Their five older siblings, inexplicably, were left behind. The two sisters stayed together in foster care until Sally, then nine, was adopted by a Catholic family with four kids. Her new parents changed her name to Marcia (she is known as Marcia Brown Martel today). She says her adoptive father treated her well. But Brown Martel says her relationship with her adoptive mother was very harsh, leading her to break off ties with her adoptive family at age 17. She says she remains completely estranged today.

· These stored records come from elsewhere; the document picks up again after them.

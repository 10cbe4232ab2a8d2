// player-core/src/helpers/time.rs
//
// Time-unit conversions (spec §9 "Unit conversions"): seconds (f64) are used
// everywhere in the public API and the two clocks; the codec library's own
// microsecond scale is only touched at the demuxer seek boundary.

/// The codec library's seek/duration scale (AV_TIME_BASE), microseconds.
pub const AV_TIME_BASE: i64 = 1_000_000;

pub fn seconds_to_av_ts(seconds: f64) -> i64 {
    (seconds * AV_TIME_BASE as f64) as i64
}

pub fn av_ts_to_seconds(ts: i64) -> f64 {
    ts as f64 / AV_TIME_BASE as f64
}

/// Format a duration in seconds as `MM:SS:FF` (minutes, seconds, frames at
/// 30fps) — used by the UI transport bar timecode readout.
///
/// ```
/// use player_core::helpers::time::format_timecode;
/// assert_eq!(format_timecode(0.0),  "00:00:00");
/// assert_eq!(format_timecode(61.5), "01:01:15");
/// ```
pub fn format_timecode(s: f64) -> String {
    let s = s.max(0.0);
    let m  = (s / 60.0) as u32;
    let sc = (s % 60.0) as u32;
    let fr = ((s * 30.0) as u32) % 30;
    format!("{m:02}:{sc:02}:{fr:02}")
}

/// Compact human-readable duration, used in playlist rows.
///
/// ```
/// use player_core::helpers::time::format_duration;
/// assert_eq!(format_duration(4.2),   "4.2s");
/// assert_eq!(format_duration(187.0), "3:07");
/// ```
pub fn format_duration(secs: f64) -> String {
    let secs = secs.max(0.0);
    if secs >= 3600.0 {
        format!("{}:{:02}:{:02}", secs as u64 / 3600, (secs as u64 % 3600) / 60, secs as u64 % 60)
    } else if secs >= 60.0 {
        format!("{}:{:02}", secs as u64 / 60, secs as u64 % 60)
    } else {
        format!("{secs:.1}s")
    }
}

#[cfg(test)]
mod tests {
    use super::*;

    #[test]
    fn roundtrips_through_av_ts() {
        let secs = 12.345;
        let back = av_ts_to_seconds(seconds_to_av_ts(secs));
        assert!((back - secs).abs() < 1e-6);
    }

    #[test]
    fn negative_seconds_clamp_to_zero_display() {
        assert_eq!(format_timecode(-1.0), "00:00:00");
        assert_eq!(format_duration(-1.0), "0.0s");
    }
}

By the time she returned to the reserve where she was born, she could speak only English, and the absence of her original Ojibwa dialect made it difficult to connect with family members, including her mother. “I could not speak my mother’s language,” she says. “How do you talk about your emotions when you cannot even speak the words?” She discovered there had been alternatives to being whisked away as a little girl to the foreign territory of a white, middle-class household where love was scarce and loneliness a constant companion. “I know now that there were many people in my community who could have raised me — my grandmother was one of them — and I could have known my language.”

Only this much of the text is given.